**Problem to work on**
Starting at the top of the entries, restate word for word each line up to and including the one with "of a declared parameter.".

**Data for review**
= Beginning of Section =
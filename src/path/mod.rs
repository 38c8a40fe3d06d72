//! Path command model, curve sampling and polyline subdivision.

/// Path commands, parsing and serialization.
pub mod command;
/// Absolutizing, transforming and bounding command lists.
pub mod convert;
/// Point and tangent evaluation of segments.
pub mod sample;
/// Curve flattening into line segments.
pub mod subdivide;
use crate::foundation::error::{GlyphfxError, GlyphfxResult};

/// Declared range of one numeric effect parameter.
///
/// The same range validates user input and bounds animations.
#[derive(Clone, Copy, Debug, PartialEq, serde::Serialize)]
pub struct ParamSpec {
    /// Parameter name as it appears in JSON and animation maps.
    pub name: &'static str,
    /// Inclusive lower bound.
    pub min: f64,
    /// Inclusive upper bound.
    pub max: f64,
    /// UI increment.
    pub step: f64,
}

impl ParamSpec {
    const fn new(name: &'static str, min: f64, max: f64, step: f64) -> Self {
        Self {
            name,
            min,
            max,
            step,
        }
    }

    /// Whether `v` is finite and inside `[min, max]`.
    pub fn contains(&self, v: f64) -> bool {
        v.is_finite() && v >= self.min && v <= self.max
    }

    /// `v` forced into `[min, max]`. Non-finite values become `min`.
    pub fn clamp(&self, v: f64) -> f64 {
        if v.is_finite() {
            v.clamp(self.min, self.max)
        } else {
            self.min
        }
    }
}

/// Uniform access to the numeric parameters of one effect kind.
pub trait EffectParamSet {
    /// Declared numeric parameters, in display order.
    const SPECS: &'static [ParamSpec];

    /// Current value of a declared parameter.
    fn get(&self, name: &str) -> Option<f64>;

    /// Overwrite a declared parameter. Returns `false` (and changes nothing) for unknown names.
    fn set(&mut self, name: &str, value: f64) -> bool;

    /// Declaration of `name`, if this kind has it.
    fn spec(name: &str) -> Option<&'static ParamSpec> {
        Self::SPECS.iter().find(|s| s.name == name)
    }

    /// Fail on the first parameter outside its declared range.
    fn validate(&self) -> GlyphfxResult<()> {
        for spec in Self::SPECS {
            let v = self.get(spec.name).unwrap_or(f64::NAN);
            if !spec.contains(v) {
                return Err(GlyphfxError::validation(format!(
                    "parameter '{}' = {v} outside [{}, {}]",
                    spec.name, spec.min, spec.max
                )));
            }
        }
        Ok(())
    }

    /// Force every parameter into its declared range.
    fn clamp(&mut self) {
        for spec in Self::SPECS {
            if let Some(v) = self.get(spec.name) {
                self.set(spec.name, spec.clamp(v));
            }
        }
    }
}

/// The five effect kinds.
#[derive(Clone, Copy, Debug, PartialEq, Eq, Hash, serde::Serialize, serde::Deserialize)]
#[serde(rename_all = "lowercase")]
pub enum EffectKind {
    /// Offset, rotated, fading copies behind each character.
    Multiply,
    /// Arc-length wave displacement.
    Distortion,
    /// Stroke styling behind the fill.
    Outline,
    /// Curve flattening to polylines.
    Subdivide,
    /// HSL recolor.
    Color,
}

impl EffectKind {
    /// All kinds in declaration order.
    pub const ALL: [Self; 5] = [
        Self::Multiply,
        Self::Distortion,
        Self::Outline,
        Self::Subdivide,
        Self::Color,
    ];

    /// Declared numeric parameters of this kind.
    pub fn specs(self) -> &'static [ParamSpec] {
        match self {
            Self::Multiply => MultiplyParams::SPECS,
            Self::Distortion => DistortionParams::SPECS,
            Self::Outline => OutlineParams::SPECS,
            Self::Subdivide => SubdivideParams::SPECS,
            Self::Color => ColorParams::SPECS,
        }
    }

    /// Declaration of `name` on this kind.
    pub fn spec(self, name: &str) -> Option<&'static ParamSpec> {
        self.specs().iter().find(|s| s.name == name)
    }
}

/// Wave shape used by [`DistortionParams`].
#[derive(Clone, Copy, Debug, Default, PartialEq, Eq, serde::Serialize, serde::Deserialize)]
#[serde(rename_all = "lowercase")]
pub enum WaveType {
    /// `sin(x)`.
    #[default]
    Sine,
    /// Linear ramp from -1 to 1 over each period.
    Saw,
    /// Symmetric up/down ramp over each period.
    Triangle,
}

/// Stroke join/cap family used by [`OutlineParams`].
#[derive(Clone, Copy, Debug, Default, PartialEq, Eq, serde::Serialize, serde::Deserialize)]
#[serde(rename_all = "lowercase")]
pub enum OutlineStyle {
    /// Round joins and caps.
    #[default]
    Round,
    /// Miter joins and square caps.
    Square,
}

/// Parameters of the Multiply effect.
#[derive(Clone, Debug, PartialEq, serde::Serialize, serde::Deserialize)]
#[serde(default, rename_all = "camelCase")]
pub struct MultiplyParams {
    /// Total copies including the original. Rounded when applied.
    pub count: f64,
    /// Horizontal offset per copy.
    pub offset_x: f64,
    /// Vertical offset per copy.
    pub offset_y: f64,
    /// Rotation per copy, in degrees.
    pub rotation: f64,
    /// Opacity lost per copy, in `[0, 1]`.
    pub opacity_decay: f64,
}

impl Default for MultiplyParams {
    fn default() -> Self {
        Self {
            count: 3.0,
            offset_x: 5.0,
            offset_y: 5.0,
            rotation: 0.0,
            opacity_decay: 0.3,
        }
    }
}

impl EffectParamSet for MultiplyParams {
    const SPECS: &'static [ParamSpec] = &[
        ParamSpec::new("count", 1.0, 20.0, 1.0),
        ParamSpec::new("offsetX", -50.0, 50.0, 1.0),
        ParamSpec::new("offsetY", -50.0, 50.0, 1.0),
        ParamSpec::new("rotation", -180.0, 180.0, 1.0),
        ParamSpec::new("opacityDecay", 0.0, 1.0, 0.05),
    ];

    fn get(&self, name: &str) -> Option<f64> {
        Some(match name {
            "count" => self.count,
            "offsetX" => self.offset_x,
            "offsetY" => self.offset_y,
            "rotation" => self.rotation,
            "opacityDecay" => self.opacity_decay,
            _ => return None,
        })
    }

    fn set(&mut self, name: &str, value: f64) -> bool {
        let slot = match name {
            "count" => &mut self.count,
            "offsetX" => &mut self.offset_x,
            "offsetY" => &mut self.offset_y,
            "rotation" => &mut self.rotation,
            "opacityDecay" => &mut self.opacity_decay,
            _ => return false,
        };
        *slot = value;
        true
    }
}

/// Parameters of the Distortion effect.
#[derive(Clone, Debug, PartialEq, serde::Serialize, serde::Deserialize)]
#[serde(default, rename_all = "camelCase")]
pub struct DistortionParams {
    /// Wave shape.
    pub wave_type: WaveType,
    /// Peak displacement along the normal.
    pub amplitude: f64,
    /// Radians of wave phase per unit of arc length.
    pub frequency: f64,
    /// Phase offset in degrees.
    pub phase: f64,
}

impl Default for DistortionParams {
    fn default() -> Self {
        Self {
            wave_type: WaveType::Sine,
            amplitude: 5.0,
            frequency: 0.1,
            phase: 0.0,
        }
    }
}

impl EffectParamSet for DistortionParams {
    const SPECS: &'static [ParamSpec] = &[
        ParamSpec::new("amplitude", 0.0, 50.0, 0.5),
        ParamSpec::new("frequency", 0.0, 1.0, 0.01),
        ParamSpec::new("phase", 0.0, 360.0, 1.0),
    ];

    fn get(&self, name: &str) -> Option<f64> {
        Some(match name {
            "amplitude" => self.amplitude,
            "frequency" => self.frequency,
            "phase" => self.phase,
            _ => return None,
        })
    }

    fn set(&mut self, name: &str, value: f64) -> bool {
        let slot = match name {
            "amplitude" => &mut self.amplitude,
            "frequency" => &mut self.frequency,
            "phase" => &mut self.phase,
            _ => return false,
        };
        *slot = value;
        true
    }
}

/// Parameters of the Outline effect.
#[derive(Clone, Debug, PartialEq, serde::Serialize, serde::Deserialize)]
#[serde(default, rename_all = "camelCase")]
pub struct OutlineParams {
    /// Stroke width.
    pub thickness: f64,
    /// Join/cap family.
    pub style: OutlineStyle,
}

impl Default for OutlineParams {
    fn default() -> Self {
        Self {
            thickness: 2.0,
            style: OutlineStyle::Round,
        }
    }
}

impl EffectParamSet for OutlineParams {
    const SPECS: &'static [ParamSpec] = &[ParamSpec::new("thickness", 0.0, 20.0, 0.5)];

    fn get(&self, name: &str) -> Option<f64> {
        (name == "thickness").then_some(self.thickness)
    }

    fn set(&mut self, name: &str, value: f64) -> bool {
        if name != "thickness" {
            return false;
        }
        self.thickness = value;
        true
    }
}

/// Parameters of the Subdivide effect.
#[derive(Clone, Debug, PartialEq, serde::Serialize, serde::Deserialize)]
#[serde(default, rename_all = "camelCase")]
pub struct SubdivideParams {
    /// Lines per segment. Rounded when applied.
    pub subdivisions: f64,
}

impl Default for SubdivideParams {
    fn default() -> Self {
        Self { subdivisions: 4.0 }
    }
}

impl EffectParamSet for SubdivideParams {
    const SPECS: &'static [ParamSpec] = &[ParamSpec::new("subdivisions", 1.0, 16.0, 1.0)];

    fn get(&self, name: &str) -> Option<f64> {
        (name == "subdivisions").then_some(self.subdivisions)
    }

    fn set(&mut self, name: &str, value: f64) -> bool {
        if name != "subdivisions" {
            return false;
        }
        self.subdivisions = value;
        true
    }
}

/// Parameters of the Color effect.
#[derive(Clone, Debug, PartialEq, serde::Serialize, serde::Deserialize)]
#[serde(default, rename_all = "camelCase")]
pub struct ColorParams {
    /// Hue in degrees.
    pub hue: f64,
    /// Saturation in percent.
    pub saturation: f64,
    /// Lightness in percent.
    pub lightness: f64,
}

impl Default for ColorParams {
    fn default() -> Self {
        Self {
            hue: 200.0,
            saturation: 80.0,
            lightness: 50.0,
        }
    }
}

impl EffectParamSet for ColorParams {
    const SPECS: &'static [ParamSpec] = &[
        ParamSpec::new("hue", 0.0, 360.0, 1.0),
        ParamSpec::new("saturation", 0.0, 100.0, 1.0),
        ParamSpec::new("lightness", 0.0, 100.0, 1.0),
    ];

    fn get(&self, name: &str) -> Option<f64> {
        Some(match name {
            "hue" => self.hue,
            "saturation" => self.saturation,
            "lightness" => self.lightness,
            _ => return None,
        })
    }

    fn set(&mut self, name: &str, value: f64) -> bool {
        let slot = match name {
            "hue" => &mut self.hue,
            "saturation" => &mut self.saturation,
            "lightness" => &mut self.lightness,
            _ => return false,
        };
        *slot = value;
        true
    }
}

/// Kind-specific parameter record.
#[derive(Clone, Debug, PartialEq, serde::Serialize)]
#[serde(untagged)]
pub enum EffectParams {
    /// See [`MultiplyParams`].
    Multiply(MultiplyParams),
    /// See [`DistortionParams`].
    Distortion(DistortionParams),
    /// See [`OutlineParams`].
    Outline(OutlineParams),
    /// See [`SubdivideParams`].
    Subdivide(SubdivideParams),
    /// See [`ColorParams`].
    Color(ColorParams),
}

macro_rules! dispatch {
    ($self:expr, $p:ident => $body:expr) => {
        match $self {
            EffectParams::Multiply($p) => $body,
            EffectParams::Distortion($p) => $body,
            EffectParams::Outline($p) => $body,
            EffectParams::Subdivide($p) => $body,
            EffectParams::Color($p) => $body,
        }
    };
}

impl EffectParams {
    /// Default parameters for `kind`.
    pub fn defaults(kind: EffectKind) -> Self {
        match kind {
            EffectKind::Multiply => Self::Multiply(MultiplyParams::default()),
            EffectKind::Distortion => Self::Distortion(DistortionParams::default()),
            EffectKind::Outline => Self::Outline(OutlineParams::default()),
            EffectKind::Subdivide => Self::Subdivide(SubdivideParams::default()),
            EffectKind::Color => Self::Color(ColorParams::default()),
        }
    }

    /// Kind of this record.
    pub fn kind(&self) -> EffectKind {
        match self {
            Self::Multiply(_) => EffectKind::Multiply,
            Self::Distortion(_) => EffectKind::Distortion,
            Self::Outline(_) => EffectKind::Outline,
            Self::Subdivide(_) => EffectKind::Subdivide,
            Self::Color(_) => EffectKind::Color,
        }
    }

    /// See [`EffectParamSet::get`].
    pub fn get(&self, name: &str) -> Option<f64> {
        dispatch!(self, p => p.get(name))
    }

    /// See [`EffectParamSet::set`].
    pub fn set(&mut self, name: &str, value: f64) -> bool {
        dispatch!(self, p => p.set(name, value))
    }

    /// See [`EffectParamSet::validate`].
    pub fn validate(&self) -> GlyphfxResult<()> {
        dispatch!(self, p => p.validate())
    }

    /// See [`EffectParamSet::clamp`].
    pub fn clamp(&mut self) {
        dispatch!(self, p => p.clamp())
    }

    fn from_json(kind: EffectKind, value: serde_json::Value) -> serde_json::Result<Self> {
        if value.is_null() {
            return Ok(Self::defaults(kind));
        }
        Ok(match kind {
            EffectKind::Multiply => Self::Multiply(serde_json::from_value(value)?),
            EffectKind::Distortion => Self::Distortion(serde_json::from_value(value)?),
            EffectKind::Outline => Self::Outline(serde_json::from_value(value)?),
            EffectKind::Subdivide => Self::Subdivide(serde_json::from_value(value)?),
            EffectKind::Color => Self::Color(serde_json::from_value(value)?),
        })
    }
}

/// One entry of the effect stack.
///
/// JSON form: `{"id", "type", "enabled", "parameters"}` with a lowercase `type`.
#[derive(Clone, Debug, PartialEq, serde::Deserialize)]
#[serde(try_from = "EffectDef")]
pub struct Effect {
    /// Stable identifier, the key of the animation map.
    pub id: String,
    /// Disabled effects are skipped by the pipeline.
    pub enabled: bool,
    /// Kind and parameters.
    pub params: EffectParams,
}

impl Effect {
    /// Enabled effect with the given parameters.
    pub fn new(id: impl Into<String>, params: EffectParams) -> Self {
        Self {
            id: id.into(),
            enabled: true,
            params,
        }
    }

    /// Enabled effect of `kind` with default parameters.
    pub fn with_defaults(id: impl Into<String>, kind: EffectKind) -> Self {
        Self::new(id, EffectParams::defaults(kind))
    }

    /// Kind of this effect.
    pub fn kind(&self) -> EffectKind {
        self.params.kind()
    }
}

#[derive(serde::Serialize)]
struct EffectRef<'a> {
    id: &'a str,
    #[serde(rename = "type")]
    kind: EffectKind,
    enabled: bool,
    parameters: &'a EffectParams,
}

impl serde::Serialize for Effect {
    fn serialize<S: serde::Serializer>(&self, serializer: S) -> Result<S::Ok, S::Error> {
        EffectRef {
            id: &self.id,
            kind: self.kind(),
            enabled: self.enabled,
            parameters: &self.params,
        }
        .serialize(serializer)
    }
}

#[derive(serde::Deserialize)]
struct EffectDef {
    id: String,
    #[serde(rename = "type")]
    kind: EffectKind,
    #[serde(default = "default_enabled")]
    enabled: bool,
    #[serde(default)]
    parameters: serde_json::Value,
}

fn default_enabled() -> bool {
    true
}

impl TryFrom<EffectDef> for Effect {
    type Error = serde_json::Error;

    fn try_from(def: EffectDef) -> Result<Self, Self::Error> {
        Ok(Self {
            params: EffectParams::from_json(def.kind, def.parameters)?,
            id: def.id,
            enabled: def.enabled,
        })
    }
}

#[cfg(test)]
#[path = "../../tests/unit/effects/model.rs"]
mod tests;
= End of Section =
**Task result**
filename src/path/mod.rs
repository 38c8a40fe3d06d72
//! Path command model, curve sampling and polyline subdivision.

/// Path commands, parsing and serialization.
pub mod command;
/// Absolutizing, transforming and bounding command lists.
pub mod convert;
/// Point and tangent evaluation of segments.
pub mod sample;
/// Curve flattening into line segments.
pub mod subdivide;
use crate::foundation::error::{GlyphfxError, GlyphfxResult};

/// Declared range of one numeric effect parameter.
///
/// The same range validates user input and bounds animations.
#[derive(Clone, Copy, Debug, PartialEq, serde::Serialize)]
pub struct ParamSpec {
    /// Parameter name as it appears in JSON and animation maps.
    pub name: &'static str,
    /// Inclusive lower bound.
    pub min: f64,
    /// Inclusive upper bound.
    pub max: f64,
    /// UI increment.
    pub step: f64,
}

impl ParamSpec {
    const fn new(name: &'static str, min: f64, max: f64, step: f64) -> Self {
        Self {
            name,
            min,
            max,
            step,
        }
    }

    /// Whether `v` is finite and inside `[min, max]`.
    pub fn contains(&self, v: f64) -> bool {
        v.is_finite() && v >= self.min && v <= self.max
    }

    /// `v` forced into `[min, max]`. Non-finite values become `min`.
    pub fn clamp(&self, v: f64) -> f64 {
        if v.is_finite() {
            v.clamp(self.min, self.max)
        } else {
            self.min
        }
    }
}

/// Uniform access to the numeric parameters of one effect kind.
pub trait EffectParamSet {
    /// Declared numeric parameters, in display order.
    const SPECS: &'static [ParamSpec];

    /// Current value of a declared parameter.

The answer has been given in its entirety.